I manage to leave via the stairs. I don’t want people to see my scrubbed-clean, raw face and puffy eyes. My hair hides most of it as I walk from the building with my box file containing everything that is personal to me, everything that connected me to him, even his dumb novelty souvenirs from our many trips.
“Miss Anderson?” I’m startled out of my sorrowful reverie by Jefferson, Jake’s driver.
“Yes?” I ask quietly. I must look nothing like my normal self, but he smiles at me gently, a hint of sympathy in his wrinkled gray eyes. He’s been there so many times with me and Jake, yet I barely know the man, rarely acknowledged him, the elderly-looking man with a warm face and impeccable manners. This will be the last I will see of him too. So monumental.
“Mr. Carrero told me I was to wait for you and take you home, Miss.” He leans forward relieving me of my box. I haven’t got the energy to argue, so I allow myself to be ushered into the back of the SUV and driven home, back to Queens, back to the emptiness of my own room and my own bed. Back to a Jake-less life and an endless, empty future.
Sarah isn’t home when I open the door to the apartment. I don’t even care; I don’t want to see anyone. I dump my belongings on the kitchen counter and, as I move through to the living room, I set about taking off every piece of PA Emma that is on me, hating her, loathing her. Anger builds from some deep place and takes over as I turn to hysterical clawing to decloak my nemesis.
I hurl my shoes across the floor in rage then rip off my jacket and skirt, throwing them down dramatically and kicking them away. Panting and wild with exertion, I strip off, piece by piece, every clothing item, every jewelry item, even stockings and lingerie, and stand naked in my own living room bawling my heart out. I want to rid myself of every cold, controlled, ice maiden piece of me that contributed to me losing the only man I have ever wanted. I want to scream and rip my own hair out by the roots one strand at a time.

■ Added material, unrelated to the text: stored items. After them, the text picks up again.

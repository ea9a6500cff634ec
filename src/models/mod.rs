pub mod account;
pub mod job;
pub mod loaders;
pub mod record;

pub use account::{Account, CertificateBundle, Credentials};
pub use job::{AccountRef, Category, DateRange, DocFormat, ExecutionMode, Job};
pub use loaders::{load_accounts, parse_accounts};
pub use record::{ExecutionRecord, RunStatus};
use std::path::{Path, PathBuf};
use std::time::Duration;

use anyhow::{anyhow, Result};
use async_trait::async_trait;
use chromiumoxide::cdp::browser_protocol::browser::{
    SetDownloadBehaviorBehavior, SetDownloadBehaviorParams,
};
use chromiumoxide::{Browser, BrowserConfig, Page};
use futures::StreamExt;
use tokio::task::JoinHandle;
use tokio::time::sleep;
use tracing::{debug, error, info};

use crate::config::Config;
use crate::error::BrowserError;
use crate::infrastructure::http::{load_identity, DirectFetcher};
use crate::infrastructure::surface::{SessionFactory, SessionSpec};
use crate::infrastructure::{cert_proxy, ChromeSurface};

/// 浏览器启动参数
#[derive(Debug, Clone)]
pub struct LaunchOptions {
    pub headless: bool,
    pub chrome_path: Option<String>,
    pub download_dir: PathBuf,
}

/// 启动浏览器并打开空白页
pub async fn launch_browser(options: &LaunchOptions) -> Result<(Browser, Page, JoinHandle<()>)> {
    info!(
        "🚀 启动浏览器 ({})...",
        if options.headless { "无头" } else { "有界面" }
    );

    let mut builder = BrowserConfig::builder();
    builder = if options.headless {
        builder.new_headless_mode()
    } else {
        builder.with_head()
    };
    if let Some(path) = &options.chrome_path {
        builder = builder.chrome_executable(Path::new(path));
    }

    let config = builder
        .args(vec![
            "--disable-gpu",
            "--no-sandbox",
            "--disable-dev-shm-usage",
            "--remote-debugging-port=0",
        ])
        .build()
        .map_err(|e| {
            error!("配置浏览器失败: {}", e);
            BrowserError::ConfigurationFailed(e)
        })?;

    let (browser, mut handler) = Browser::launch(config).await.map_err(|e| {
        error!("启动浏览器失败: {}", e);
        BrowserError::LaunchFailed(e.to_string())
    })?;
    debug!("浏览器启动成功");

    // 在后台处理浏览器事件
    let handle = tokio::spawn(async move {
        while let Some(h) = handler.next().await {
            if h.is_err() {
                break;
            }
        }
    });

    // 等待浏览器状态同步
    sleep(Duration::from_millis(300)).await;

    let page = browser.new_page("about:blank").await.map_err(|e| {
        error!("创建页面失败: {}", e);
        BrowserError::LaunchFailed(e.to_string())
    })?;

    tokio::fs::create_dir_all(&options.download_dir).await?;
    let download_path = options
        .download_dir
        .canonicalize()
        .unwrap_or_else(|_| options.download_dir.clone());
    let behavior = SetDownloadBehaviorParams::builder()
        .behavior(SetDownloadBehaviorBehavior::AllowAndName)
        .download_path(download_path.to_string_lossy().to_string())
        .events_enabled(true)
        .build()
        .map_err(|e| anyhow!("下载行为参数无效: {}", e))?;
    browser.execute(behavior).await.map_err(|e| {
        BrowserError::ConfigurationFailed(format!("无法设置下载目录: {}", e))
    })?;
    debug!("下载目录: {}", download_path.display());

    Ok((browser, page, handle))
}

/// 每次任务运行启动一个独立的浏览器
#[derive(Debug, Clone)]
pub struct ChromeSessionFactory {
    headless: bool,
    chrome_path: Option<String>,
    slow_mo: Duration,
    request_timeout: Duration,
}

impl ChromeSessionFactory {
    pub fn new(config: &Config) -> Self {
        Self {
            headless: config.headless,
            chrome_path: config.chrome_path.clone(),
            slow_mo: config.slow_mo(),
            request_timeout: config.capture_timeout() * 2,
        }
    }
}

#[async_trait]
impl SessionFactory for ChromeSessionFactory {
    type Surface = ChromeSurface;

    async fn open(&self, spec: &SessionSpec) -> Result<ChromeSurface> {
        let identity = spec.certificate.as_ref().map(load_identity).transpose()?;
        let with_certificate = identity.is_some();
        let fetcher = DirectFetcher::new(identity, self.request_timeout)?;

        let options = LaunchOptions {
            headless: self.headless,
            chrome_path: self.chrome_path.clone(),
            download_dir: spec.download_dir.clone(),
        };
        let (browser, page, handler) = launch_browser(&options).await?;

        if with_certificate {
            // 代理任务随页面关闭自然结束
            let _proxy = cert_proxy::install(&page, fetcher.clone()).await?;
            info!("🔐 已启用证书代理");
        }

        Ok(ChromeSurface::new(
            browser,
            page,
            handler,
            spec.download_dir.clone(),
            fetcher,
            self.slow_mo,
        ))
    }
}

I reach for the quilt on the couch and wrap it around me, trying so hard to bring back the memory of being in his embrace. I feel like I’m dying, the pain is so acute, so overwhelming; all I can do is crumple onto the couch and let it overtake me.
I’m making up for a lifetime of bottled-up tears and emotions, a lifetime of pain and rejection, of heartache, abuse, and neglect. Jake cut through all of it and found a beating heart somewhere in the darkest depths of me. He kept trying to bring it to the light, and I fought him every step of the way."